En la nota no mencionaban la fascinación de ambas por whatcomesnext.com. No hablaban de las horas que habían pasado siguiendo a la Número 4. No contaban de qué manera le habían suplicado, habían tratado de engatusarla para luego sollozar con ella al ver que le ocurrían cosas terribles.
La Número 4 se había convertido en ellas, y ellas en la Número 4. Así que cuando empezaron a formular sus planes en llamadas telefónicas avanzada la noche, con los ojos llenos de lágrimas, habían estado de acuerdo en un detalle clave: si la Número 4 moría, ellas también iban a morir.
Comprendían que eran mucho más afortunadas que la Número 4. Se tenían la una a la otra para acompañarse. Ella sólo tenía a su oso, y en ese momento hasta eso había desaparecido, aunque podían ver en qué lugar del suelo lo había dejado la mujer, algo que la Número 4 no podía apreciar debajo de su capucha.
Mientras miraban, vieron que la Número 4 levantaba el arma del suelo de la celda. La jovencita con sobrepeso imitó los movimientos de la Número 4, extendió la mano y agarró el calibre 32 por la culata. En realidad no sabían si querían que la Número 4 se pegara un tiro o no. Sólo sabían que ellas iban a hacer lo mismo. Cualquier cosa que ella hiciera, la repetirían. Cualquier pensamiento acerca de si lo que estaban haciendo era correcto o no, inteligente o estúpido, se había perdido en su decisión de dejar que el futuro de la Número 4 definiera el de ellas. La chica de gafas se inclinó, cogió la mano de su amiga y la apretó de modo tranquilizador. Por un momento se preguntó por qué su amistad no era suficiente para ayudarlas a atravesar el instituto de secundaria, incluso con las cosas que les hacían para molestarlas permanentemente y toda aquella crueldad. No podía responderá esta pregunta en particular. Sólo sabía que en los siguientes minutos tendría muchas otras respuestas.
* * *
Jennifer cogió el revólver, sorprendida por lo pesado que era. Nunca antes había tenido un arma mortal en su mano y tenía la idea equivocada de que algo capaz de matar debía ser ligero como una pluma. No sabía nada sobre cómo manejarla, ni cómo abrir el tambor, ni cómo cargarla ni de qué manera amartillarla. No se daba cuenta de si el seguro estaba puesto o no, ni tampoco de si en el arma había una bala o seis. Había visto bastante televisión como para saber que probablemente lo único que tenía que hacer era apuntar el arma a su cabeza y apretar el gatillo hasta que ya no tuviera que volver a hacerlo.

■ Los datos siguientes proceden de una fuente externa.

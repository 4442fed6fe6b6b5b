//! # Execution Engine Interface / 执行引擎接口
//!
//! The document-execution engine is an external collaborator: it accepts a
//! document plus a working directory and returns the executed document with
//! per-cell outputs attached. How statements are interpreted is out of
//! scope; the pipeline only depends on this narrow interface.
//!
//! 文档执行引擎是外部协作者：它接受一个文档和一个工作目录，
//! 返回附带各单元格输出的已执行文档。语句如何被解释不在范围内；
//! 管道只依赖这个窄接口。

use anyhow::Result;
use std::path::Path;
use std::time::Duration;

use crate::core::document::Document;

/// Executes a transformed document and returns it with outputs attached.
///
/// Implementations must preserve cell order. `timeout` of `None` means
/// unlimited; `allow_errors` asks the engine to continue past cell errors
/// and record them as outputs rather than aborting.
#[allow(async_fn_in_trait)]
pub trait ExecutionEngine {
    async fn execute(
        &self,
        document: &Document,
        working_dir: &Path,
        timeout: Option<Duration>,
        allow_errors: bool,
    ) -> Result<Document>;
}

Una parte de ella le gritaba por dentro: ¡Termina con todo! ¡Hazlo! ¡Termina con esto ya! Sus propios sentimientos, tan severos, la hicieron respirar hondo.
La mano le tembló un poco y calculó que debía actuar rápido porque no tenía manera de saber qué podría hacerle la pareja si llegaba a vacilar. De alguna manera, eso de Pégate un tiro para que no te lastimen tenía un curioso tipo de lógica. Pero al mismo tiempo tenía que revisar todos los aspectos de cada movimiento: Extiende la mano. Coge el arma. Levántala con cuidado. Detente. Como si los últimos minutos debieran ser realizados a cámara lenta.
Se sentía completamente sola, aunque sabía que no era así. Sabía que ellos estaban cerca.
El mareo hacía que su cabeza diera vueltas. Se encontró reviviendo las cosas que le habían pasado desde el secuestro en la calle, otra vez fue golpeada, otra vez fue violada, otra vez se burlaron de ella. Al mismo tiempo, se estaba llenando de imágenes inconexas de su pasado. El problema era que cada uno de estos recuerdos, los buenos y los malos, los divertidos y los difíciles, todos parecían estar retirándose poco a poco por un túnel, de modo que cada vez se le hacía más difícil poder verlos.